Collected data entries
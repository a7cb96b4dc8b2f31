//! Directory-backed ed25519 key store.
//!
//! Loads keys by `key_id = hex(SHA256(raw_public_key_bytes))` from a
//! directory, indexed by filename convention
//! `<hex-sha256-of-pubkey>.pub` / `<name>.key` (`spec.md` §6). Accepts
//! PKCS#8 PEM private keys, SubjectPublicKeyInfo PEM public keys, and raw
//! 32-byte NaCl key files (agent telemetry). Never mutates the directory.

use std::collections::HashMap;
use std::fs;
use std::path::{Path, PathBuf};

use ed25519_dalek::pkcs8::{DecodePrivateKey, DecodePublicKey};
use ed25519_dalek::{SigningKey, VerifyingKey};

use crate::key_id_for_public_bytes;

pub type KeyId = String;

#[derive(Debug, thiserror::Error)]
pub enum KeyStoreError {
    #[error("key directory does not exist: {0}")]
    DirectoryNotFound(PathBuf),
    #[error("unknown key id: {0}")]
    UnknownKeyId(KeyId),
    #[error("private key file {path} has insecure permissions (must be 0600)")]
    InsecurePrivateKeyPermissions { path: PathBuf },
    #[error("malformed key file {path}: {reason}")]
    MalformedKeyFile { path: PathBuf, reason: String },
    #[error("failed to read {path}: {source}")]
    Io {
        path: PathBuf,
        #[source]
        source: std::io::Error,
    },
}

/// Read-only view over a directory of ed25519 key files.
///
/// Public keys are discovered by scanning the directory once at
/// construction time (`spec.md` §4.2: "public key files discovered by
/// scanning the directory are admissible for verification"). Private keys
/// are loaded lazily by id, since most processes hold only their own.
pub struct KeyStore {
    dir: PathBuf,
    public_keys: HashMap<KeyId, VerifyingKey>,
}

impl KeyStore {
    /// Scan `dir` for `*.pub` files (PEM or raw 32-byte), indexing each by
    /// its derived key id.
    pub fn open(dir: impl AsRef<Path>) -> Result<Self, KeyStoreError> {
        let dir = dir.as_ref().to_path_buf();
        if !dir.is_dir() {
            return Err(KeyStoreError::DirectoryNotFound(dir));
        }
        let mut public_keys = HashMap::new();
        for entry in fs::read_dir(&dir).map_err(|source| KeyStoreError::Io {
            path: dir.clone(),
            source,
        })? {
            let entry = entry.map_err(|source| KeyStoreError::Io {
                path: dir.clone(),
                source,
            })?;
            let path = entry.path();
            if path.extension().and_then(|e| e.to_str()) != Some("pub") {
                continue;
            }
            let verifying_key = load_public_key_file(&path)?;
            let key_id = key_id_for_public_bytes(verifying_key.as_bytes());
            public_keys.insert(key_id, verifying_key);
        }
        Ok(Self { dir, public_keys })
    }

    /// Look up an already-scanned public key by id.
    pub fn load_public(&self, key_id: &str) -> Result<VerifyingKey, KeyStoreError> {
        self.public_keys
            .get(key_id)
            .copied()
            .ok_or_else(|| KeyStoreError::UnknownKeyId(key_id.to_string()))
    }

    /// Load a private key by id, failing closed if its file permissions are
    /// not owner-only (mode 0600 on Unix).
    pub fn load_private(&self, key_id: &str) -> Result<SigningKey, KeyStoreError> {
        let path = self.dir.join(format!("{key_id}.key"));
        if !path.exists() {
            return Err(KeyStoreError::UnknownKeyId(key_id.to_string()));
        }
        check_private_key_permissions(&path)?;
        load_private_key_file(&path)
    }

    pub fn dir(&self) -> &Path {
        &self.dir
    }

    pub fn known_key_ids(&self) -> Vec<KeyId> {
        self.public_keys.keys().cloned().collect()
    }
}

#[cfg(unix)]
fn check_private_key_permissions(path: &Path) -> Result<(), KeyStoreError> {
    use std::os::unix::fs::PermissionsExt;
    let metadata = fs::metadata(path).map_err(|source| KeyStoreError::Io {
        path: path.to_path_buf(),
        source,
    })?;
    let mode = metadata.permissions().mode() & 0o777;
    if mode != 0o600 {
        return Err(KeyStoreError::InsecurePrivateKeyPermissions {
            path: path.to_path_buf(),
        });
    }
    Ok(())
}

#[cfg(not(unix))]
fn check_private_key_permissions(_path: &Path) -> Result<(), KeyStoreError> {
    Ok(())
}

fn load_public_key_file(path: &Path) -> Result<VerifyingKey, KeyStoreError> {
    let bytes = fs::read(path).map_err(|source| KeyStoreError::Io {
        path: path.to_path_buf(),
        source,
    })?;
    if let Ok(text) = std::str::from_utf8(&bytes) {
        if text.contains("BEGIN PUBLIC KEY") {
            return VerifyingKey::from_public_key_pem(text).map_err(|e| {
                KeyStoreError::MalformedKeyFile {
                    path: path.to_path_buf(),
                    reason: e.to_string(),
                }
            });
        }
    }
    raw_verifying_key(&bytes, path)
}

fn load_private_key_file(path: &Path) -> Result<SigningKey, KeyStoreError> {
    let bytes = fs::read(path).map_err(|source| KeyStoreError::Io {
        path: path.to_path_buf(),
        source,
    })?;
    if let Ok(text) = std::str::from_utf8(&bytes) {
        if text.contains("BEGIN PRIVATE KEY") {
            return SigningKey::from_pkcs8_pem(text).map_err(|e| KeyStoreError::MalformedKeyFile {
                path: path.to_path_buf(),
                reason: e.to_string(),
            });
        }
    }
    if bytes.len() != 32 {
        return Err(KeyStoreError::MalformedKeyFile {
            path: path.to_path_buf(),
            reason: format!("expected 32 raw bytes, got {}", bytes.len()),
        });
    }
    let mut raw = [0u8; 32];
    raw.copy_from_slice(&bytes);
    Ok(SigningKey::from_bytes(&raw))
}

fn raw_verifying_key(bytes: &[u8], path: &Path) -> Result<VerifyingKey, KeyStoreError> {
    if bytes.len() != 32 {
        return Err(KeyStoreError::MalformedKeyFile {
            path: path.to_path_buf(),
            reason: format!("expected 32 raw bytes, got {}", bytes.len()),
        });
    }
    let mut raw = [0u8; 32];
    raw.copy_from_slice(bytes);
    VerifyingKey::from_bytes(&raw).map_err(|e| KeyStoreError::MalformedKeyFile {
        path: path.to_path_buf(),
        reason: e.to_string(),
    })
}

#[cfg(test)]
mod tests {
    use super::*;
    use ed25519_dalek::pkcs8::EncodePrivateKey;
    use rand::rngs::OsRng;
    use std::os::unix::fs::PermissionsExt;

    fn write_raw_key_pair(dir: &Path) -> (String, SigningKey) {
        let signing_key = SigningKey::generate(&mut OsRng);
        let verifying_key = signing_key.verifying_key();
        let key_id = key_id_for_public_bytes(verifying_key.as_bytes());

        fs::write(dir.join(format!("{key_id}.pub")), verifying_key.as_bytes()).unwrap();
        let key_path = dir.join(format!("{key_id}.key"));
        fs::write(&key_path, signing_key.to_bytes()).unwrap();
        fs::set_permissions(&key_path, fs::Permissions::from_mode(0o600)).unwrap();

        (key_id, signing_key)
    }

    #[test]
    fn loads_raw_key_pair_round_trip() {
        let dir = tempfile::tempdir().unwrap();
        let (key_id, signing_key) = write_raw_key_pair(dir.path());

        let store = KeyStore::open(dir.path()).unwrap();
        let public = store.load_public(&key_id).unwrap();
        assert_eq!(public, signing_key.verifying_key());

        let private = store.load_private(&key_id).unwrap();
        assert_eq!(private.to_bytes(), signing_key.to_bytes());
    }

    #[test]
    fn rejects_world_readable_private_key() {
        let dir = tempfile::tempdir().unwrap();
        let (key_id, _) = write_raw_key_pair(dir.path());
        let key_path = dir.path().join(format!("{key_id}.key"));
        fs::set_permissions(&key_path, fs::Permissions::from_mode(0o644)).unwrap();

        let store = KeyStore::open(dir.path()).unwrap();
        let err = store.load_private(&key_id).unwrap_err();
        assert!(matches!(
            err,
            KeyStoreError::InsecurePrivateKeyPermissions { .. }
        ));
    }

    #[test]
    fn unknown_key_id_errors() {
        let dir = tempfile::tempdir().unwrap();
        let store = KeyStore::open(dir.path()).unwrap();
        assert!(matches!(
            store.load_public("deadbeef"),
            Err(KeyStoreError::UnknownKeyId(_))
        ));
    }

    #[test]
    fn loads_pkcs8_pem_private_key() {
        let dir = tempfile::tempdir().unwrap();
        let signing_key = SigningKey::generate(&mut OsRng);
        let pem = signing_key
            .to_pkcs8_pem(pkcs8::LineEnding::LF)
            .unwrap()
            .to_string();
        let verifying_key = signing_key.verifying_key();
        let key_id = key_id_for_public_bytes(verifying_key.as_bytes());

        let key_path = dir.path().join(format!("{key_id}.key"));
        fs::write(&key_path, pem).unwrap();
        fs::set_permissions(&key_path, fs::Permissions::from_mode(0o600)).unwrap();
        fs::write(dir.path().join(format!("{key_id}.pub")), verifying_key.as_bytes()).unwrap();

        let store = KeyStore::open(dir.path()).unwrap();
        let private = store.load_private(&key_id).unwrap();
        assert_eq!(private.verifying_key(), verifying_key);
    }
}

> Exercise: Your response should be the lines of the entries above that include the string "scanning".

> Result:
/// Public keys are discovered by scanning the directory once at
/// scanning the directory are admissible for verification"). Private keys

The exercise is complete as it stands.